DATA SHOWN.
*** Begin section ***
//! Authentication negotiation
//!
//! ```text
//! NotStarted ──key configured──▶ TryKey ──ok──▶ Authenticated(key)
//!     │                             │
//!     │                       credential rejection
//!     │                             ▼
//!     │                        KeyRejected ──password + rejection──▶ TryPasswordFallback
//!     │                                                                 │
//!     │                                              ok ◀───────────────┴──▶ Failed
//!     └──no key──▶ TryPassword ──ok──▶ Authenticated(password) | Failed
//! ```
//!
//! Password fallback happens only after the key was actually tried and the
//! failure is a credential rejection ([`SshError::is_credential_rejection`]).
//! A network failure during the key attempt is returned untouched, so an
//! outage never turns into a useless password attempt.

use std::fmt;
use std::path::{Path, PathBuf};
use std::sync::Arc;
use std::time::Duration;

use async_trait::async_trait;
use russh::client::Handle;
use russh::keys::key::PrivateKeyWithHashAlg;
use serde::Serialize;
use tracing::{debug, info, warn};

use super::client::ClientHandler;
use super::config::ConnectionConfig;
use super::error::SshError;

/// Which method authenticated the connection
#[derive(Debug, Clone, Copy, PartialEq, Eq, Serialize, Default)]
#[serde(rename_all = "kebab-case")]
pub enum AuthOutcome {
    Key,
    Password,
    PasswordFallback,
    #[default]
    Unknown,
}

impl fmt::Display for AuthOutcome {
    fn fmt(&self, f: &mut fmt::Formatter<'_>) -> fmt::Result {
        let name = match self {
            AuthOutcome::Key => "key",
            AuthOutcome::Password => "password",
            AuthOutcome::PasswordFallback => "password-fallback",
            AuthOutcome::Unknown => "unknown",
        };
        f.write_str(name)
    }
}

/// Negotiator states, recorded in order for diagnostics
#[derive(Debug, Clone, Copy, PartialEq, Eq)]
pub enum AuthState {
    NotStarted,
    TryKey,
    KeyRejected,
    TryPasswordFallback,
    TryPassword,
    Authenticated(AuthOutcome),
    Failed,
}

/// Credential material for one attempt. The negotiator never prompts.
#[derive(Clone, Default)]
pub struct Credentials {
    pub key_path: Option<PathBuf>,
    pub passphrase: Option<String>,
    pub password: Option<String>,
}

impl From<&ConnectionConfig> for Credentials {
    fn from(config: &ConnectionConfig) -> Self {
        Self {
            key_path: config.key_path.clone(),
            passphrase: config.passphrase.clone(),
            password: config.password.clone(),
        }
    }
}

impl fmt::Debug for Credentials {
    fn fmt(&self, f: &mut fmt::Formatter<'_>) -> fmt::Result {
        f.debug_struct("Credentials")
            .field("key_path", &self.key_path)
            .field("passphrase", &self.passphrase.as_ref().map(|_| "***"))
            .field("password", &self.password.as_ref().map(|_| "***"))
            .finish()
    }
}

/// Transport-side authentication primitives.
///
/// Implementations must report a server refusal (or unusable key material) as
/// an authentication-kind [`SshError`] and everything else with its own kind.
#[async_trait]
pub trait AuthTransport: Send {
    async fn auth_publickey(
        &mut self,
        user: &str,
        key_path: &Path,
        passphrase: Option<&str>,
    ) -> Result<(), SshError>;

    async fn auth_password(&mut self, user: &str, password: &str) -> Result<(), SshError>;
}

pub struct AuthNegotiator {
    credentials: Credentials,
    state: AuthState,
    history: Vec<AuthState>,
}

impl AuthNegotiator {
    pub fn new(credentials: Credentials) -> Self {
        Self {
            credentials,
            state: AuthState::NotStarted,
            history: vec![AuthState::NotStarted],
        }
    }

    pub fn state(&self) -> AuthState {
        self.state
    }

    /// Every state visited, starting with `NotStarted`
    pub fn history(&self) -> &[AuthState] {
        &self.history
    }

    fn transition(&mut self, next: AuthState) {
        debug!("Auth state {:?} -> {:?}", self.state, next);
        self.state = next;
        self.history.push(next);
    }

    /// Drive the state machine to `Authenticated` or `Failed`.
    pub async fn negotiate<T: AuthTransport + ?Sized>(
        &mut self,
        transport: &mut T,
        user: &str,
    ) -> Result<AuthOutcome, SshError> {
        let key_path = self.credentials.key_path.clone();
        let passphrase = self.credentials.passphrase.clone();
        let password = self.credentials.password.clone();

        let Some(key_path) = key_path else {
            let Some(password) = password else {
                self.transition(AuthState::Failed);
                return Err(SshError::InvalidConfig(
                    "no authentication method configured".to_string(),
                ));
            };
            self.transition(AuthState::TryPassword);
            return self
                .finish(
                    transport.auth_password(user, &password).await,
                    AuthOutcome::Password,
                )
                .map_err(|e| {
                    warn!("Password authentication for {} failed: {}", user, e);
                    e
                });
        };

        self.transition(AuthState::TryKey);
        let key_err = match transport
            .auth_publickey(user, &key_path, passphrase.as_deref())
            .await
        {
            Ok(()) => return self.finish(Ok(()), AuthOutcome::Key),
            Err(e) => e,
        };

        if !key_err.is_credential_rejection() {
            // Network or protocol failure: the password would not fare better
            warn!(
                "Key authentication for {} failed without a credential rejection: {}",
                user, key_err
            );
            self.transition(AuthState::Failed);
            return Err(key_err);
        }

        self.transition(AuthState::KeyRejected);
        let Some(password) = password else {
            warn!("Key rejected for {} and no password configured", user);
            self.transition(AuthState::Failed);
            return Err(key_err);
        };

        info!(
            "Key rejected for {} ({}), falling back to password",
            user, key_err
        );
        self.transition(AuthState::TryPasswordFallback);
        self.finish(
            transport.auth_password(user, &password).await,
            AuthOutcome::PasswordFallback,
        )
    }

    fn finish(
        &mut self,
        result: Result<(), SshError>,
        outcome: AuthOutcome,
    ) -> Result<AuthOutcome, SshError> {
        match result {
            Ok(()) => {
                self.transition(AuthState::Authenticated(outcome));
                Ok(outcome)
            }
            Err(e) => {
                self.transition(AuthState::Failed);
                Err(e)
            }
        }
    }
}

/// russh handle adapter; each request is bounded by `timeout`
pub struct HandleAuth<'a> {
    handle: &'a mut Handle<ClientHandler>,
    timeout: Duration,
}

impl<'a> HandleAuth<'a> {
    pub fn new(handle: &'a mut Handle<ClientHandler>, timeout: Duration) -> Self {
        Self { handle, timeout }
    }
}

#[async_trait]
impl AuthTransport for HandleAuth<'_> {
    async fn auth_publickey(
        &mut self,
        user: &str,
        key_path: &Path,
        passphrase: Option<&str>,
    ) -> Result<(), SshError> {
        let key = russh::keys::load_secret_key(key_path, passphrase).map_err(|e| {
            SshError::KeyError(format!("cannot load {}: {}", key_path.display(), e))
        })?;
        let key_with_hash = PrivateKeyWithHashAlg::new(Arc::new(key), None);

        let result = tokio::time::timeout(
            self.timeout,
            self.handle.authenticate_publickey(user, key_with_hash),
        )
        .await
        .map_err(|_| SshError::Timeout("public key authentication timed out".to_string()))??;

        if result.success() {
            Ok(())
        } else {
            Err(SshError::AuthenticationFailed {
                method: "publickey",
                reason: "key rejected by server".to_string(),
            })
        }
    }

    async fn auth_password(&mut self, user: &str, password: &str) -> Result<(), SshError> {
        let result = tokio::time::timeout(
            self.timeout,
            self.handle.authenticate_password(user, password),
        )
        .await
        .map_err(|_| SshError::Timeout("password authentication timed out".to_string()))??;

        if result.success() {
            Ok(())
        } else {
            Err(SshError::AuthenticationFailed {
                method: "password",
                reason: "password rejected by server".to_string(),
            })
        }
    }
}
*** End section ***
BRIEF. The answer must consist of every line from the records above that holds "await".

TASK OUTPUT.
                    transport.auth_password(user, &password).await,
            .await
            transport.auth_password(user, &password).await,
        .await
        .await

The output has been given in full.